- Born: New York City, New York, U.S.
- Occupations: Film director; Producer; Writer;

= Jennifer Thym =

American writer, film director and producer

Jennifer Thym is an American writer, film director and producer currently based in Hong Kong. Thym's award winning films include "Bloodtraffic" and "Jasmine".

== Early life ==
Thym was born in New York City, New York. Thym is of Cantonese and Taiwanese heritage. Thym grew up in the rural South in U.S.

== Career ==
Under her banner RockGinger, Thym has written, directed and produced a short film entitled "Bloodtraffick" starring Grace Huang and Kirt Kishita. The film won a "Best Actress" award for Grace Huang at the HollyShorts Film Festival, received Best Short Film, Best Cinematography and Best Editing awards at the Salty Horror International Film Festival, an excellence in directing, cinematography and original screenplay at the Stiletto Film Fest, Best Cinematography at the Viscera Film Festival, and has screened at film festivals such as the San Diego Asian Film Festival, the Philadelphia Asian American Film Festival, the Gen Con Indy Film Festivala, the Action On Film International Film Festival and more.

A feature film produced by Thym and directed by Dax Phelan entitled Jasmine was released in 2011, is set in Hong Kong and which also stars Jason Tobin, Grace Huang, Eugenia Yuan, Sarah Lian and Byron Mann.

=== Web series ===
Thym has also directed, written and created an award-winning and nominated web series, Lumina. The web series has also been nominated for best editing from the Webby Awards as well as best cinematography from the Streamy Awards, and best directing and writing nominations for Thym from the Indie Soap Awards and best actor nominations for Michael Chan and JuJu Chan from the American Soap World Awards.

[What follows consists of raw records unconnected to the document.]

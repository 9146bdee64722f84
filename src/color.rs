//! Color values and the RGB -> HEX / HSL conversions used for display.

use std::fmt;

use palette::Srgb;
use serde::Serialize;

use crate::error::ExtractError;

/// A sampled color: 8-bit RGB plus alpha normalized to [0, 1].
///
/// Only point sampling fills in a meaningful alpha; clustering works on RGB alone.
#[derive(Debug, Clone, Copy, PartialEq)]
pub struct Color {
    pub r: u8,
    pub g: u8,
    pub b: u8,
    pub a: f32,
}

impl Color {
    pub fn new(r: u8, g: u8, b: u8, a: f32) -> Self {
        Self { r, g, b, a }
    }

    /// Builds a color from raw RGBA bytes, scaling alpha by 1/255.
    pub fn from_rgba8([r, g, b, a]: [u8; 4]) -> Self {
        Self::new(r, g, b, a as f32 / 255.0)
    }

    pub fn to_hex(&self) -> String {
        rgb_to_hex(self.r, self.g, self.b)
    }

    pub fn to_hsl(&self) -> Hsl {
        rgb_to_hsl(self.r, self.g, self.b)
    }
}

/// HSL triple rounded for display: hue in degrees, saturation and lightness in percent.
#[derive(Debug, Clone, Copy, PartialEq, Eq, Serialize)]
pub struct Hsl {
    pub h: u16,
    pub s: u8,
    pub l: u8,
}

impl fmt::Display for Hsl {
    fn fmt(&self, f: &mut fmt::Formatter<'_>) -> fmt::Result {
        write!(f, "hsl({}, {}%, {}%)", self.h, self.s, self.l)
    }
}

/// Formats a color as `#rrggbb` with lowercase, zero-padded digits.
pub fn rgb_to_hex(r: u8, g: u8, b: u8) -> String {
    format!("#{r:02x}{g:02x}{b:02x}")
}

/// Formats a color as `rgb(r, g, b)`.
pub fn rgb_to_css(r: u8, g: u8, b: u8) -> String {
    format!("rgb({r}, {g}, {b})")
}

/// Parses `#rrggbb` or `rrggbb` (case insensitive).
pub fn parse_hex(s: &str) -> Result<Srgb<u8>, ExtractError> {
    let hex = s.trim().trim_start_matches('#');
    if hex.len() != 6 || !hex.chars().all(|c| c.is_ascii_hexdigit()) {
        return Err(ExtractError::InvalidHex(s.to_string()));
    }
    let channel = |range: std::ops::Range<usize>| {
        u8::from_str_radix(&hex[range], 16).map_err(|_| ExtractError::InvalidHex(s.to_string()))
    };
    Ok(Srgb::new(channel(0..2)?, channel(2..4)?, channel(4..6)?))
}

/// Standard RGB -> HSL transform, with each component rounded to the nearest integer.
///
/// Hue is taken from whichever channel is the maximum (red, then green, then
/// blue on ties), normalized to [0, 1) and scaled to degrees before rounding.
/// Halves round up. Achromatic input (`r == g == b`) yields hue and saturation 0.
/// Hue can round up to 360 for colors just below red on the wheel.
pub fn rgb_to_hsl(r: u8, g: u8, b: u8) -> Hsl {
    let (red, green, blue) =
        Srgb::new(r as f64 / 255.0, g as f64 / 255.0, b as f64 / 255.0).into_components();

    let max = red.max(green).max(blue);
    let min = red.min(green).min(blue);
    let l = (max + min) / 2.0;

    let (h, s) = if max == min {
        (0.0, 0.0)
    } else {
        let d = max - min;
        let s = if l > 0.5 { d / (2.0 - max - min) } else { d / (max + min) };
        let h = if max == red {
            ((green - blue) / d + if green < blue { 6.0 } else { 0.0 }) / 6.0
        } else if max == green {
            ((blue - red) / d + 2.0) / 6.0
        } else {
            ((red - green) / d + 4.0) / 6.0
        };
        (h, s)
    };

    let round_half_up = |v: f64| (v + 0.5).floor();
    Hsl {
        h: round_half_up(h * 360.0) as u16,
        s: round_half_up(s * 100.0) as u8,
        l: round_half_up(l * 100.0) as u8,
    }
}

Thym has also directed, written and created a comedy web series entitled Mister French Taste starring Osric Chau, Sarah Lian and Oliver Malet. With over 1.4 million views worldwide, Mister French Taste takes a hilarious look at the practice of etiquette coaching in Hong Kong.

== Filmography ==

=== Film ===
- 2015 Jasmine

=== Television ===
- 2009 Lumina - as writer, director, producer.
- 2012 Mister French Taste. Season 1 episode "Chateau Decadence" - as director.